This is really fun to play with and technically sophisticated. Move the slider around the the image of the players grow and shrink relative to their mentions on facebook that day. Hold the mouse over a player and it will tell you their name, what country they play for, and the percentage of facebook wall posts in which they were mentioned that day.
Try it. You’ll like it.
What needs work
Of course, I lament the fact that so much time and effort is devoted to sport when it could be devoted to making similarly complex graphics about social science topics. On the other hand, I am somewhat glad that social scientists aren’t using facebook wall posts as evidence. Sure, they are useful within the realm of facebook, but even this example amply demonstrates that facebook is not holding a mirror up to the “real world”. (I believe facebook to be part of the real world, not a mirror of the real world. As such, it cannot be taken to contain some kind of 1:1 relationship with the rest of our experience, if only we can use bigger processors and more sophisticated techniques to analyze the steady flow of new data.)

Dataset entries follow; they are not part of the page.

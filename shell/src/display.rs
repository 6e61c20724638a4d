//! Terminal rendering of evaluation results.

use crate::eval::{Evaluation, LoopReport, ModuleRun};
use modsh_core::ExecutionResult;
use std::fmt::Write;

const RED: &str = "\x1b[31m";
const GREEN: &str = "\x1b[32m";
const YELLOW: &str = "\x1b[33m";
const CYAN: &str = "\x1b[36m";
const DIM: &str = "\x1b[2m";
const RESET: &str = "\x1b[0m";

/// Renders evaluations, optionally with ANSI colours.
#[derive(Debug, Clone, Copy)]
pub struct Renderer {
    color: bool,
}

impl Renderer {
    pub fn new(color: bool) -> Self {
        Self { color }
    }

    fn paint(&self, code: &str, text: &str) -> String {
        if self.color {
            format!("{code}{text}{RESET}")
        } else {
            text.to_string()
        }
    }

    /// Text to print for `eval`, or `None` when there is nothing to show.
    pub fn render(&self, eval: &Evaluation) -> Option<String> {
        let text = match eval {
            Evaluation::Empty | Evaluation::Clear | Evaluation::Exit => return None,
            Evaluation::Value(value) => value.clone(),
            Evaluation::Text(text) => text.trim_end().to_string(),
            Evaluation::Loop(report) => self.render_loop(report),
            Evaluation::Assigned { name, value } => {
                format!("Set {} = {}", self.paint(CYAN, name), self.paint(GREEN, value))
            }
            Evaluation::Variable { name, value: Some(value) } => {
                format!("{} = {}", self.paint(CYAN, name), self.paint(GREEN, value))
            }
            Evaluation::Variable { name, value: None } => {
                self.paint(YELLOW, &format!("Variable '{name}' not set"))
            }
            Evaluation::Module(run) => self.render_module(run),
            Evaluation::Shell(result) => self.render_output(result),
            Evaluation::Confirm { prompt, command } => format!(
                "{}\n{}",
                self.paint(YELLOW, prompt.trim_end()),
                self.paint(DIM, &format!("Not confirmed. Run '{command}' to proceed."))
            ),
        };
        Some(text)
    }

    fn render_output(&self, result: &ExecutionResult) -> String {
        let mut out = result.output.trim_end().to_string();
        for line in result.error.lines().filter(|l| !l.is_empty()) {
            if !out.is_empty() {
                out.push('\n');
            }
            out.push_str(&self.paint(RED, line));
        }
        out
    }

    fn render_module(&self, run: &ModuleRun) -> String {
        let mut out = String::new();
        let body = self.render_output(&run.result);
        if !body.is_empty() {
            out.push_str(&body);
            out.push('\n');
        }

        let threads = if run.workers > 1 {
            format!(", {} workers", run.workers)
        } else {
            String::new()
        };
        let summary = format!(
            "{} {} in {:.2?} [exit: {}{threads}]",
            run.name,
            if run.result.success { "completed" } else { "failed" },
            run.result.duration,
            run.result.exit_code,
        );
        let code = if run.result.success { GREEN } else { RED };
        out.push_str(&self.paint(code, &summary));
        out
    }

    fn render_loop(&self, report: &LoopReport) -> String {
        let mut out = format!(
            "Loop: {} in {} ({} items)\n",
            self.paint(CYAN, &report.var),
            report.source,
            report.estimated_len
        );
        if report.iterations.is_empty() {
            out.push_str(&self.paint(YELLOW, "Empty range, nothing to do"));
            return out;
        }

        let total = report.iterations.len();
        for it in &report.iterations {
            let _ = writeln!(out, "  [{:>3}/{total:>3}] {}", it.index, self.paint(DIM, &it.command));
            match &it.outcome {
                Ok(eval) => {
                    if let Some(text) = self.render(eval) {
                        for line in text.lines() {
                            let _ = writeln!(out, "            {line}");
                        }
                    }
                }
                Err(e) => {
                    let _ = writeln!(out, "            {}", self.paint(RED, e));
                }
            }
        }

        let failures = report.failures();
        let summary = format!("{total} iterations, {failures} failed");
        let code = if failures == 0 { GREEN } else { YELLOW };
        out.push_str(&self.paint(code, &summary));
        out
    }
}

impl Default for Renderer {
    fn default() -> Self {
        Self::new(true)
    }
}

I wonder how the mentions of individual players matches up with viewership information. While we’re wondering about that, I’d also add the wonder that the World Cup has inspired collective watching like nothing I can think of besides the Super Bowl and the World Series. Bars in Manhattan can barely contain all the people who want to watch. And people are watching on their computers (thanks univision!) at work. How does Nielsen deal with that? Will we ever have more or less accurate information about how many people watched the 2010 World Cup? Besides advertisers, does anyone care about how many of us watched this? (Personally, I’m curious to see the demographic breakdown of who watched – seems to skew quite young as far as sporting events go.)